Competition authority rejects Amsterdam waste processor takeover

Photo: ANP / Hollandse Hoogte / Harold Versteeg

The Dutch competition authority ACM has blocked the controversial sale of Amsterdam waste incineration firm AEB to a Rotterdam firm which is ultimately owned by Hong Kong-based company Cheung Kong.

If the sale to Afvalverwerking Rijnmond (AVR) had gone ahead, the resultant company would have been “too powerful” and that would have “led to higher prices for the processing of household and low-level hazardous waste,” the ACM said.

If they had merged, AVR and AEB together would have become by far the largest waste-management company in the Netherlands with processing capacity twice that of their nearest competitor and a 60% share of the market for household waste in the western part of the Netherlands.

“The combination AVR/AEB could have raised the prices for processing household waste,” said ACM chairman Martijn Snoep. “People living in the western provinces would have seen their waste disposal fees go up. Competition in this market will keep prices competitive.”

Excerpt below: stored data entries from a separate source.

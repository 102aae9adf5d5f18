//! Typed protocol frames.

use crate::error::{ProtocolError, ProtocolResult};
use crate::frame::RawFrame;

/// A frame sent by the client.
#[derive(Debug, Clone, PartialEq, Eq)]
pub enum ClientFrame {
    /// Opens a session.
    Connect {
        /// Protocol version accepted by the client.
        accept_version: String,
        /// Virtual host name.
        host: String,
        /// User name.
        login: String,
        /// Password.
        passcode: String,
    },
    /// Subscribes to a destination.
    Subscribe {
        /// Destination, e.g. `/germany_japan`.
        destination: String,
        /// Subscription identifier.
        id: u64,
        /// Receipt requested for this frame.
        receipt: u64,
    },
    /// Cancels a subscription.
    Unsubscribe {
        /// Subscription identifier.
        id: u64,
        /// Receipt requested for this frame.
        receipt: u64,
    },
    /// Publishes a body to a destination.
    Send {
        /// Destination.
        destination: String,
        /// Frame body.
        body: String,
    },
    /// Closes the session.
    Disconnect {
        /// Receipt requested for this frame.
        receipt: u64,
    },
}

impl ClientFrame {
    /// Returns the command keyword.
    pub fn command(&self) -> &'static str {
        match self {
            ClientFrame::Connect { .. } => "CONNECT",
            ClientFrame::Subscribe { .. } => "SUBSCRIBE",
            ClientFrame::Unsubscribe { .. } => "UNSUBSCRIBE",
            ClientFrame::Send { .. } => "SEND",
            ClientFrame::Disconnect { .. } => "DISCONNECT",
        }
    }

    /// Converts to an untyped frame.
    pub fn to_raw(&self) -> RawFrame {
        let frame = RawFrame::new(self.command());
        match self {
            ClientFrame::Connect {
                accept_version,
                host,
                login,
                passcode,
            } => frame
                .with_header("accept-version", accept_version)
                .with_header("host", host)
                .with_header("login", login)
                .with_header("passcode", passcode),
            ClientFrame::Subscribe {
                destination,
                id,
                receipt,
            } => frame
                .with_header("destination", destination)
                .with_header("id", id)
                .with_header("receipt", receipt),
            ClientFrame::Unsubscribe { id, receipt } => {
                frame.with_header("id", id).with_header("receipt", receipt)
            }
            ClientFrame::Send { destination, body } => frame
                .with_header("destination", destination)
                .with_body(body.as_str()),
            ClientFrame::Disconnect { receipt } => frame.with_header("receipt", receipt),
        }
    }

    /// Encodes to frame text, without the terminator byte.
    pub fn encode(&self) -> String {
        self.to_raw().encode()
    }
}

/// A frame received from the server.
#[derive(Debug, Clone, PartialEq, Eq)]
pub enum ServerFrame {
    /// The session was accepted.
    Connected {
        /// Protocol version chosen by the server.
        version: Option<String>,
    },
    /// A message published to a subscribed destination.
    Message {
        /// Destination the message was published to.
        destination: String,
        /// Subscription the message was delivered through.
        subscription: Option<String>,
        /// Server-assigned message identifier.
        message_id: Option<String>,
        /// Message body.
        body: String,
    },
    /// Acknowledges a frame that requested a receipt.
    Receipt {
        /// Identifier copied from the request's `receipt` header.
        receipt_id: u64,
    },
    /// The server rejected a frame and will close the connection.
    Error {
        /// Short error message.
        message: String,
        /// Receipt of the offending frame, if any.
        receipt_id: Option<String>,
        /// Detailed description.
        body: String,
    },
}

impl ServerFrame {
    /// Interprets an untyped frame.
    pub fn from_raw(frame: RawFrame) -> ProtocolResult<Self> {
        let owned = |key: &str| frame.header(key).map(str::to_string);

        match frame.command.as_str() {
            "CONNECTED" => Ok(ServerFrame::Connected {
                version: owned("version"),
            }),
            "MESSAGE" => Ok(ServerFrame::Message {
                destination: owned("destination")
                    .ok_or_else(|| ProtocolError::missing_header("MESSAGE", "destination"))?,
                subscription: owned("subscription"),
                message_id: owned("message-id"),
                body: frame.body.clone(),
            }),
            "RECEIPT" => {
                let raw = frame
                    .header("receipt-id")
                    .ok_or_else(|| ProtocolError::missing_header("RECEIPT", "receipt-id"))?;
                let receipt_id = raw.parse().map_err(|_| ProtocolError::InvalidField {
                    field: "receipt-id",
                    value: raw.to_string(),
                })?;
                Ok(ServerFrame::Receipt { receipt_id })
            }
            "ERROR" => {
                let message = owned("message")
                    .filter(|m| !m.is_empty())
                    .or_else(|| {
                        frame
                            .body
                            .lines()
                            .map(str::trim)
                            .find(|l| !l.is_empty())
                            .map(str::to_string)
                    })
                    .unwrap_or_else(|| "unknown error".to_string());
                Ok(ServerFrame::Error {
                    message,
                    receipt_id: owned("receipt-id"),
                    body: frame.body.clone(),
                })
            }
            other => Err(ProtocolError::UnknownCommand(other.to_string())),
        }
    }

    /// Decodes frame text into a typed server frame.
    pub fn decode(text: &str) -> ProtocolResult<Self> {
        Self::from_raw(RawFrame::decode(text)?)
    }
}
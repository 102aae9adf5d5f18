//! Error types for the protocol crate.

use thiserror::Error;

/// Result type for protocol operations.
pub type ProtocolResult<T> = Result<T, ProtocolError>;

/// Errors that can occur while decoding frames and event bodies.
#[derive(Error, Debug, Clone, PartialEq, Eq)]
pub enum ProtocolError {
    /// The frame contained no command line.
    #[error("empty frame")]
    EmptyFrame,

    /// The command keyword is not part of the protocol.
    #[error("unknown command: {0}")]
    UnknownCommand(String),

    /// A required header was absent.
    #[error("{command} frame is missing the '{header}' header")]
    MissingHeader {
        /// Command keyword of the frame.
        command: String,
        /// Name of the missing header.
        header: &'static str,
    },

    /// A required event body field was absent.
    #[error("event body is missing the '{0}' field")]
    MissingField(&'static str),

    /// A field had a value that could not be interpreted.
    #[error("invalid value for '{field}': {value}")]
    InvalidField {
        /// Field name.
        field: &'static str,
        /// Offending value.
        value: String,
    },
}

impl ProtocolError {
    /// Creates a missing-header error.
    pub fn missing_header(command: impl Into<String>, header: &'static str) -> Self {
        Self::MissingHeader {
            command: command.into(),
            header,
        }
    }
}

AEB chief Michel Frequin said the news that the takeover has been banned is disappointing. “It is important that we have clarity about the future of the AEB as soon as possible,” he said. “It is now up to our shareholder, the city of Amsterdam.”

Amsterdam decided to sell off the AEB in 2021 following a period of financial uncertainty. In 2019, four of the six incinerators had to be closed down for a time because of poor maintenance, and the city had to pump in €35m to stop the plant going bust.

The company hit the headlines last month with the news it is importing a huge volume of waste from Rome for incineration.

The AEB, located in the western harbour, has been processing waste from Britain for 10 years, and also has deals with Belgium, Germany, Iceland and France, the company told Dutch News.